[Source records]
☆ ☆ ☆ ☆ ☆ ☆ ☆
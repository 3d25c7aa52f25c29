use serde::{Deserialize, Serialize};
use winnow::ascii::space0;
use winnow::combinator::{alt, delimited, not, opt, separated, terminated};
use winnow::prelude::*;
use winnow::token::{rest, take_while};

use crate::ast::AssignOp;

/// Words that look like identifiers but are never variable references.
const RESERVED: &[&str] = &[
    "true", "false", "null", "undefined", "and", "or", "not", "is", "isnot", "eq", "neq", "gt",
    "gte", "lt", "lte", "to", "def", "ndef", "typeof", "new", "this",
];

/// A dotted variable path stored without its `$` sigil.
///
/// `had_dollar` remembers whether the author wrote the sigil, so a roundtrip
/// through a dialect that always requires it can be told apart from a real
/// change of meaning.
#[derive(Debug, Clone, PartialEq, Eq, Serialize, Deserialize)]
pub struct VarPath {
    pub segments: Vec<String>,
    pub had_dollar: bool,
}

impl VarPath {
    pub fn new<S: Into<String>>(segments: impl IntoIterator<Item = S>, had_dollar: bool) -> Self {
        Self {
            segments: segments.into_iter().map(Into::into).collect(),
            had_dollar,
        }
    }

    /// Parses `$player.hp` or `player.hp`. The whole input must be a path.
    pub fn parse(text: &str) -> Option<Self> {
        var_path.parse(text.trim()).ok()
    }

    pub fn dotted(&self) -> String {
        self.segments.join(".")
    }

    /// Temporary (`_name`) variables.
    pub fn is_local(&self) -> bool {
        self.segments
            .first()
            .map(|s| s.starts_with('_'))
            .unwrap_or(false)
    }

    pub fn render(&self, force_dollar: bool) -> String {
        if force_dollar || self.had_dollar {
            format!("${}", self.dotted())
        } else {
            self.dotted()
        }
    }

    pub fn with_dollar(&self) -> Self {
        Self {
            segments: self.segments.clone(),
            had_dollar: true,
        }
    }
}

/// An opaque expression. Never evaluated, only scanned for variable references.
///
/// `text` holds the expression with every reference's `$` removed; `refs`
/// lists the references in order of appearance.
#[derive(Debug, Clone, PartialEq, Eq, Default, Serialize, Deserialize)]
pub struct Expr {
    pub text: String,
    pub refs: Vec<VarPath>,
}

#[derive(Debug, Clone, Copy, PartialEq, Eq)]
pub enum ExprMatch {
    Same,
    /// Identical apart from which references carried a `$`.
    DollarOnly,
    Different,
}

impl Expr {
    /// Keeps the author's choice of `$` per reference.
    pub fn parse(raw: &str) -> Self {
        let mut text = String::new();
        let mut refs = Vec::new();
        for piece in scan(raw.trim()) {
            match piece {
                Piece::Text(t) => text.push_str(&t),
                Piece::Var(path) => {
                    text.push_str(&path.dotted());
                    refs.push(path);
                }
            }
        }
        Self { text, refs }
    }

    /// Parses an expression from a dialect where every reference is prefixed,
    /// so every reference is recorded with `had_dollar = true`.
    pub fn parse_prefixed(raw: &str) -> Self {
        let mut expr = Self::parse(raw);
        for r in &mut expr.refs {
            r.had_dollar = true;
        }
        expr
    }

    pub fn is_empty(&self) -> bool {
        self.text.is_empty()
    }

    pub fn render(&self, force_dollar: bool) -> String {
        let mut out = String::with_capacity(self.text.len() + self.refs.len());
        let mut refs = self.refs.iter();
        for piece in scan(&self.text) {
            match piece {
                Piece::Text(t) => out.push_str(&t),
                Piece::Var(path) => {
                    let had_dollar = refs.next().map(|r| r.had_dollar).unwrap_or(false);
                    if force_dollar || had_dollar {
                        out.push('$');
                    }
                    out.push_str(&path.dotted());
                }
            }
        }
        out
    }

    /// Renders with every reference passed through `var` and the text between
    /// references through `text`.
    pub fn render_with(
        &self,
        var: impl Fn(&VarPath) -> String,
        text: impl Fn(&str) -> String,
    ) -> String {
        let mut out = String::with_capacity(self.text.len());
        for piece in scan(&self.text) {
            match piece {
                Piece::Text(t) => out.push_str(&text(&t)),
                Piece::Var(path) => out.push_str(&var(&path)),
            }
        }
        out
    }

    pub fn with_prefixed_variables(&self) -> Self {
        Self {
            text: self.text.clone(),
            refs: self.refs.iter().map(VarPath::with_dollar).collect(),
        }
    }

    pub fn compare(&self, other: &Expr) -> ExprMatch {
        if self.text != other.text || self.refs.len() != other.refs.len() {
            return ExprMatch::Different;
        }
        let same_paths = self
            .refs
            .iter()
            .zip(&other.refs)
            .all(|(a, b)| a.segments == b.segments);
        if !same_paths {
            return ExprMatch::Different;
        }
        if self
            .refs
            .iter()
            .zip(&other.refs)
            .any(|(a, b)| a.had_dollar != b.had_dollar)
        {
            ExprMatch::DollarOnly
        } else {
            ExprMatch::Same
        }
    }
}

enum Piece {
    Text(String),
    Var(VarPath),
}

fn is_ident_start(c: char) -> bool {
    c.is_alphabetic() || c == '_'
}

fn is_ident_char(c: char) -> bool {
    c.is_alphanumeric() || c == '_'
}

fn scan(expr: &str) -> Vec<Piece> {
    let chars: Vec<char> = expr.chars().collect();
    let len = chars.len();
    let mut i = 0;
    let mut buf = String::new();
    let mut out: Vec<Piece> = Vec::new();

    let flush_text = |buf: &mut String, out: &mut Vec<Piece>| {
        if !buf.is_empty() {
            out.push(Piece::Text(std::mem::take(buf)));
        }
    };

    while i < len {
        let ch = chars[i];

        if ch == '"' || ch == '\'' {
            buf.push(ch);
            i += 1;
            while i < len {
                let c = chars[i];
                buf.push(c);
                i += 1;
                if c == '\\' && i < len {
                    buf.push(chars[i]);
                    i += 1;
                    continue;
                }
                if c == ch {
                    break;
                }
            }
            continue;
        }

        if ch.is_ascii_digit() {
            while i < len && (is_ident_char(chars[i]) || chars[i] == '.') {
                buf.push(chars[i]);
                i += 1;
            }
            continue;
        }

        let dollar = ch == '$' && i + 1 < len && is_ident_start(chars[i + 1]);
        if dollar || is_ident_start(ch) {
            let start = if dollar { i + 1 } else { i };
            let mut j = start;
            while j < len
                && (is_ident_char(chars[j])
                    || (chars[j] == '.' && j + 1 < len && is_ident_start(chars[j + 1])))
            {
                j += 1;
            }
            let ident: String = chars[start..j].iter().collect();

            let mut k = j;
            while k < len && chars[k].is_whitespace() {
                k += 1;
            }
            let is_call = k < len && chars[k] == '(';
            let head = ident.split('.').next().unwrap_or("").to_lowercase();
            let reserved = RESERVED.contains(&head.as_str());
            let member = i > 0 && chars[i - 1] == '.';

            if is_call || reserved || member {
                if dollar {
                    buf.push('$');
                }
                buf.push_str(&ident);
            } else {
                flush_text(&mut buf, &mut out);
                out.push(Piece::Var(VarPath::new(ident.split('.'), dollar)));
            }
            i = j;
            continue;
        }

        buf.push(ch);
        i += 1;
    }

    flush_text(&mut buf, &mut out);
    out
}

fn identifier<'s>(input: &mut &'s str) -> ModalResult<&'s str> {
    (
        take_while(1, is_ident_start),
        take_while(0.., is_ident_char),
    )
        .take()
        .parse_next(input)
}

fn var_path(input: &mut &str) -> ModalResult<VarPath> {
    (opt('$'), separated(1.., identifier, '.'))
        .map(|(sigil, segments): (Option<char>, Vec<&str>)| {
            VarPath::new(segments, sigil.is_some())
        })
        .parse_next(input)
}

fn assign_op(input: &mut &str) -> ModalResult<AssignOp> {
    alt((
        "++".value(AssignOp::Increment),
        "--".value(AssignOp::Decrement),
        "+=".value(AssignOp::AddAssign),
        "-=".value(AssignOp::SubAssign),
        terminated("to", not(take_while(1, is_ident_char))).value(AssignOp::Assign),
        terminated('=', not('=')).value(AssignOp::Assign),
    ))
    .parse_next(input)
}

fn assignment<'s>(input: &mut &'s str) -> ModalResult<(VarPath, AssignOp, &'s str)> {
    (var_path, delimited(space0, assign_op, space0), rest).parse_next(input)
}

/// Splits `player.hp -= 5` into target, operator and operand.
///
/// `to` is accepted as a spelling of `=`. Returns `None` when the text is not
/// an assignment, or when an operand is missing or superfluous.
pub fn parse_assignment(body: &str) -> Option<(VarPath, AssignOp, &str)> {
    let (target, op, operand) = assignment.parse(body.trim()).ok()?;
    let operand = operand.trim();
    match op {
        AssignOp::Increment | AssignOp::Decrement if !operand.is_empty() => None,
        AssignOp::Assign | AssignOp::AddAssign | AssignOp::SubAssign if operand.is_empty() => {
            None
        }
        _ => Some((target, op, operand)),
    }
}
☆ ☆ ☆ ☆ ☆ ☆ ☆
### About this task
In the data above, tally the lines holding "rest" and answer with the figure only.

### Task solution
2